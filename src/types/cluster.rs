// Copyright 2026, Jeroen van Erp <jeroen@geeko.me>
// SPDX-License-Identifier: Apache-2.0
use crate::error::{BootstrapError, Result};
use http::Uri;

/// Connection details of a managed cluster, as returned by the cluster API
#[derive(Clone, Debug, PartialEq, Eq)]
pub struct ClusterDescriptor {
    name: String,
    endpoint: Uri,
    /// Base64-encoded PEM bundle, exactly as stored by the cluster API
    certificate_authority: String,
}

impl ClusterDescriptor {
    /// Build a descriptor, rejecting endpoints that are not absolute https URLs
    pub fn new(
        name: impl Into<String>,
        endpoint: &str,
        certificate_authority: impl Into<String>,
    ) -> Result<Self> {
        let endpoint: Uri = endpoint
            .trim()
            .parse()
            .map_err(|e| BootstrapError::InvalidEndpoint(format!("{}: {}", endpoint, e)))?;

        if endpoint.scheme_str() != Some("https") {
            return Err(BootstrapError::InvalidEndpoint(format!(
                "{}: expected an https URL",
                endpoint
            )));
        }
        if endpoint.host().map_or(true, str::is_empty) {
            return Err(BootstrapError::InvalidEndpoint(format!(
                "{}: missing host",
                endpoint
            )));
        }

        Ok(ClusterDescriptor {
            name: name.into(),
            endpoint,
            certificate_authority: certificate_authority.into(),
        })
    }

    pub fn name(&self) -> &str {
        &self.name
    }

    pub fn endpoint(&self) -> &Uri {
        &self.endpoint
    }

    pub fn certificate_authority(&self) -> &str {
        &self.certificate_authority
    }

    /// Absolute URL for an API path on this cluster
    pub fn url_for(&self, path: &str) -> Result<Uri> {
        let base = self.endpoint.to_string();
        format!("{}/{}", base.trim_end_matches('/'), path.trim_start_matches('/'))
            .parse()
            .map_err(|e| BootstrapError::InvalidEndpoint(format!("{}{}: {}", base, path, e)))
    }
}
// Copyright 2026, Jeroen van Erp <jeroen@geeko.me>
// SPDX-License-Identifier: Apache-2.0

//! Values flowing through a single bootstrap invocation.

pub mod cluster;
pub mod outcome;
pub mod payload;
pub mod request;

pub use cluster::ClusterDescriptor;
pub use outcome::Outcome;
pub use payload::{DemoWorkload, MapRole, MutationPayload};
pub use request::AuthRequest;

#### TASK DIRECTIONS:
Each record must be output word for word.

#### EXPECTED OUTPUT:
filename src/types/cluster.rs
// Copyright 2026, Jeroen van Erp <jeroen@geeko.me>
// SPDX-License-Identifier: Apache-2.0
use crate::error::{BootstrapError, Result};
use http::Uri;

/// Connection details of a managed cluster, as returned by the cluster API
#[derive(Clone, Debug, PartialEq, Eq)]
pub struct ClusterDescriptor {
    name: String,
    endpoint: Uri,
    /// Base64-encoded PEM bundle, exactly as stored by the cluster API
    certificate_authority: String,
}

impl ClusterDescriptor {
    /// Build a descriptor, rejecting endpoints that are not absolute https URLs
    pub fn new(
        name: impl Into<String>,
        endpoint: &str,
        certificate_authority: impl Into<String>,
    ) -> Result<Self> {
        let endpoint: Uri = endpoint
            .trim()
            .parse()
            .map_err(|e| BootstrapError::InvalidEndpoint(format!("{}: {}", endpoint, e)))?;

        if endpoint.scheme_str() != Some("https") {
            return Err(BootstrapError::InvalidEndpoint(format!(
                "{}: expected an https URL",
                endpoint
            )));
        }
        if endpoint.host().map_or(true, str::is_empty) {
            return Err(BootstrapError::InvalidEndpoint(format!(
                "{}: missing host",
                endpoint
            )));
        }

        Ok(ClusterDescriptor {
            name: name.into(),
            endpoint,
            certificate_authority: certificate_authority.into(),
        })
    }

    pub fn name(&self) -> &str {
        &self.name
    }

    pub fn endpoint(&self) -> &Uri {
        &self.endpoint
    }

    pub fn certificate_authority(&self) -> &str {
        &self.certificate_authority
    }

    /// Absolute URL for an API path on this cluster
    pub fn url_for(&self, path: &str) -> Result<Uri> {
        let base = self.endpoint.to_string();
        format!("{}/{}", base.trim_end_matches('/'), path.trim_start_matches('/'))
            .parse()
            .map_err(|e| BootstrapError::InvalidEndpoint(format!("{}{}: {}", base, path, e)))
    }
}
// Copyright 2026, Jeroen van Erp <jeroen@geeko.me>
// SPDX-License-Identifier: Apache-2.0

//! Values flowing through a single bootstrap invocation.

pub mod cluster;
pub mod outcome;
pub mod payload;
pub mod request;

pub use cluster::ClusterDescriptor;
pub use outcome::Outcome;
pub use payload::{DemoWorkload, MapRole, MutationPayload};
pub use request::AuthRequest;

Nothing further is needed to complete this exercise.